The song narrates the bloody killing of 11 people in Silchar in the early 1960s. The Sylheti-speaking rioters were protesting against the imposition of Assamese as the official language. This finds parallels today where certain sections of the population face imminent identity loss with erosion of their lands and sense of belonging. Such suppression by the government and its need to form a single nationalistic narrative also paints a contemporary picture at the backdrop of resistance against the Citizenship Amendment Act and the National Register of Citizens.
But everything is overshadowed by the eeriness of the title track. Played out by a mandolin on a Bengali folk format, the music is minimal. Sickly silence, hair-raising scratches, muffled voices and ghostly knocks send cold shivers down the spine.

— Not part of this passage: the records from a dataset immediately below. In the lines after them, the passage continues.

//! Line scanning
//!
//! Lines are split on `\n` only. A single trailing `\r` is dropped from each
//! line so CRLF sources clean the same way as LF sources; line indices are
//! unaffected because no line is ever merged or removed. Empty lines are kept.

use std::borrow::Cow;

/// Decode raw file bytes, replacing invalid UTF-8 sequences
pub fn decode(content: &[u8]) -> Cow<'_, str> {
    String::from_utf8_lossy(content)
}

/// Split content into ordered lines, preserving empty lines
pub fn scan_lines(content: &str) -> Vec<&str> {
    content
        .split('\n')
        .map(|line| line.strip_suffix('\r').unwrap_or(line))
        .collect()
}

The ominously repeated chants of ‘dhukte dao’ (let me in) seem to echo the unheard pleas of nearly half a million people who have died of coronavirus. The listener confronts the greatest fear at the knock of death and screams of the living dead.
Finally, a wall of sound envelopes everything to end with a thud, as if the coffin lid is shut – leaving behind silence and lingering static that can be heard in one’s ear after the sudden end of sound. The grand music of life is cut off.
Clocking at 24 minutes, Dofon’s best quality is its ability to deceive. A dreamy album that seems to be about floating with butterflies and swimming in strawberry syrup, it is actually a dark ride to the end of time where the apocalypse waits with a black smile.